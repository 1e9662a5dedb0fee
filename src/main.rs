use anyhow::Result;
use axum::Router;
use sqlx::sqlite::{SqliteConnectOptions, SqlitePoolOptions};
use std::{fs, io::ErrorKind, path::Path, str::FromStr, sync::Arc, time::Duration};
use tokio::{net::TcpListener, signal};
use tracing_subscriber::EnvFilter;

use crate::{
    services::{
        chunk_store::ChunkStore, deletion_queue::DeletionQueue, file_assembler::FileAssembler,
        file_catalog::FileCatalog,
    },
    state::AppState,
};

mod config;
mod errors;
mod handlers;
mod models;
mod routes;
mod services;
mod state;

#[cfg(test)]
mod test_support;

#[tokio::main]
async fn main() -> Result<()> {
    // --- Logging setup ---
    tracing_subscriber::fmt()
        .with_env_filter(EnvFilter::from_default_env())
        .init();

    // --- Parse config + migrate flag ---
    let (cfg, migrate) = config::AppConfig::from_env_and_args()?;

    tracing::info!("Starting upload-assembler with config: {:?}", cfg);

    // --- Ensure storage roots exist ---
    for dir in [&cfg.chunks_dir, &cfg.files_dir] {
        if !Path::new(dir).exists() {
            fs::create_dir_all(dir)?;
            tracing::info!("Created storage directory at {}", dir);
        }
    }

    // --- Initialize SQLite connection ---
    let db_url = &cfg.database_url;
    tracing::debug!("Connecting using raw URL => {}", db_url);

    let db_path = db_url
        .trim_start_matches("sqlite://")
        .trim_start_matches("sqlite:")
        .trim_start_matches("file:");
    if let Some(parent) = Path::new(db_path).parent() {
        if !parent.as_os_str().is_empty() && !parent.exists() {
            fs::create_dir_all(parent)?;
            tracing::info!("Created missing directory {:?}", parent);
        }
    }

    let options = SqliteConnectOptions::from_str(db_url)?
        .create_if_missing(true)
        .busy_timeout(Duration::from_secs(5));
    let db: Arc<sqlx::Pool<sqlx::Sqlite>> = Arc::new(
        SqlitePoolOptions::new()
            .max_connections(5)
            .connect_with(options)
            .await?,
    );

    // --- Catalog + schema ---
    let deletions = DeletionQueue::spawn();
    let catalog = FileCatalog::new(db.clone(), deletions.clone());
    catalog.migrate().await?;

    if migrate {
        tracing::info!("Database migration complete.");
        return Ok(()); // exit after migration
    }

    // --- Initialize core services ---
    let chunks = ChunkStore::new(&cfg.chunks_dir);
    let assembler = FileAssembler::new(
        chunks.clone(),
        catalog.clone(),
        &cfg.files_dir,
        !cfg.keep_chunks,
    );
    let state = AppState {
        chunks,
        catalog,
        assembler,
    };

    // --- Build router ---
    let app: Router = routes::routes::routes().with_state(state);

    // --- Start server ---
    let addr = cfg.addr();
    let listener = match TcpListener::bind(&addr).await {
        Ok(listener) => listener,
        Err(err)
            if err.kind() == ErrorKind::PermissionDenied
                && matches!(cfg.host.as_str(), "0.0.0.0" | "::") =>
        {
            let fallback_addr = format!("127.0.0.1:{}", cfg.port);
            tracing::warn!(
                "Permission denied binding to {} ({}). Falling back to {}",
                addr,
                err,
                fallback_addr
            );
            TcpListener::bind(&fallback_addr).await?
        }
        Err(err) => return Err(err.into()),
    };

    tracing::info!("Server listening on http://{}", listener.local_addr()?);
    axum::serve(listener, app)
        .with_graceful_shutdown(shutdown_signal())
        .await?;

    // --- Drain deferred deletions before exiting ---
    tracing::info!("Flushing pending file deletions...");
    deletions.flush().await;
    tracing::info!("upload-assembler shut down");

    Ok(())
}

/// Wait for SIGINT (Ctrl+C) or SIGTERM, then return to trigger graceful shutdown.
async fn shutdown_signal() {
    let ctrl_c = async {
        if let Err(err) = signal::ctrl_c().await {
            tracing::error!("failed to listen for Ctrl+C: {}", err);
            std::future::pending::<()>().await;
        }
    };

    #[cfg(unix)]
    let terminate = async {
        match signal::unix::signal(signal::unix::SignalKind::terminate()) {
            Ok(mut sigterm) => {
                sigterm.recv().await;
            }
            Err(err) => {
                tracing::error!("failed to install SIGTERM handler: {}", err);
                std::future::pending::<()>().await;
            }
        }
    };

    #[cfg(not(unix))]
    let terminate = std::future::pending::<()>();

    tokio::select! {
        _ = ctrl_c => {
            tracing::info!("Received Ctrl+C, starting graceful shutdown...");
        },
        _ = terminate => {
            tracing::info!("Received SIGTERM, starting graceful shutdown...");
        },
    }
}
--
* **WORK ITEM**:
Please retype the whole of the material above exactly.

* **RESPONSE TO THIS EXERCISE**:
repository 1e9662a5dedb0fee
filename src/main.rs
use anyhow::Result;
use axum::Router;
use sqlx::sqlite::{SqliteConnectOptions, SqlitePoolOptions};
use std::{fs, io::ErrorKind, path::Path, str::FromStr, sync::Arc, time::Duration};
use tokio::{net::TcpListener, signal};
use tracing_subscriber::EnvFilter;

use crate::{
    services::{
        chunk_store::ChunkStore, deletion_queue::DeletionQueue, file_assembler::FileAssembler,
        file_catalog::FileCatalog,
    },
    state::AppState,
};

mod config;
mod errors;
mod handlers;
mod models;
mod routes;
mod services;
mod state;

#[cfg(test)]
mod test_support;

#[tokio::main]
async fn main() -> Result<()> {
    // --- Logging setup ---
    tracing_subscriber::fmt()
        .with_env_filter(EnvFilter::from_default_env())
        .init();

    // --- Parse config + migrate flag ---
    let (cfg, migrate) = config::AppConfig::from_env_and_args()?;

    tracing::info!("Starting upload-assembler with config: {:?}", cfg);

    // --- Ensure storage roots exist ---
    for dir in [&cfg.chunks_dir, &cfg.files_dir] {
        if !Path::new(dir).exists() {
            fs::create_dir_all(dir)?;
            tracing::info!("Created storage directory at {}", dir);
        }
    }

    // --- Initialize SQLite connection ---
    let db_url = &cfg.database_url;
    tracing::debug!("Connecting using raw URL => {}", db_url);

    let db_path = db_url
        .trim_start_matches("sqlite://")
        .trim_start_matches("sqlite:")
        .trim_start_matches("file:");
    if let Some(parent) = Path::new(db_path).parent() {
        if !parent.as_os_str().is_empty() && !parent.exists() {
            fs::create_dir_all(parent)?;
            tracing::info!("Created missing directory {:?}", parent);
        }
    }

    let options = SqliteConnectOptions::from_str(db_url)?
        .create_if_missing(true)
        .busy_timeout(Duration::from_secs(5));
    let db: Arc<sqlx::Pool<sqlx::Sqlite>> = Arc::new(
        SqlitePoolOptions::new()
            .max_connections(5)
            .connect_with(options)
            .await?,
    );

    // --- Catalog + schema ---
    let deletions = DeletionQueue::spawn();
    let catalog = FileCatalog::new(db.clone(), deletions.clone());
    catalog.migrate().await?;

    if migrate {
        tracing::info!("Database migration complete.");
        return Ok(()); // exit after migration
    }

    // --- Initialize core services ---
    let chunks = ChunkStore::new(&cfg.chunks_dir);
    let assembler = FileAssembler::new(
        chunks.clone(),
        catalog.clone(),
        &cfg.files_dir,
        !cfg.keep_chunks,
    );
    let state = AppState {
        chunks,
        catalog,
        assembler,
    };

    // --- Build router ---
    let app: Router = routes::routes::routes().with_state(state);

    // --- Start server ---
    let addr = cfg.addr();
    let listener = match TcpListener::bind(&addr).await {
        Ok(listener) => listener,
        Err(err)
            if err.kind() == ErrorKind::PermissionDenied
                && matches!(cfg.host.as_str(), "0.0.0.0" | "::") =>
        {
            let fallback_addr = format!("127.0.0.1:{}", cfg.port);
            tracing::warn!(
                "Permission denied binding to {} ({}). Falling back to {}",
                addr,
                err,
                fallback_addr
            );
            TcpListener::bind(&fallback_addr).await?
        }
        Err(err) => return Err(err.into()),
    };

    tracing::info!("Server listening on http://{}", listener.local_addr()?);
    axum::serve(listener, app)
        .with_graceful_shutdown(shutdown_signal())
        .await?;

    // --- Drain deferred deletions before exiting ---
    tracing::info!("Flushing pending file deletions...");
    deletions.flush().await;
    tracing::info!("upload-assembler shut down");

    Ok(())
}

/// Wait for SIGINT (Ctrl+C) or SIGTERM, then return to trigger graceful shutdown.
async fn shutdown_signal() {
    let ctrl_c = async {
        if let Err(err) = signal::ctrl_c().await {
            tracing::error!("failed to listen for Ctrl+C: {}", err);
            std::future::pending::<()>().await;
        }
    };

    #[cfg(unix)]
    let terminate = async {
        match signal::unix::signal(signal::unix::SignalKind::terminate()) {
            Ok(mut sigterm) => {
                sigterm.recv().await;
            }
            Err(err) => {
                tracing::error!("failed to install SIGTERM handler: {}", err);
                std::future::pending::<()>().await;
            }
        }
    };

    #[cfg(not(unix))]
    let terminate = std::future::pending::<()>();

    tokio::select! {
        _ = ctrl_c => {
            tracing::info!("Received Ctrl+C, starting graceful shutdown...");
        },
        _ = terminate => {
            tracing::info!("Received SIGTERM, starting graceful shutdown...");
        },
    }
}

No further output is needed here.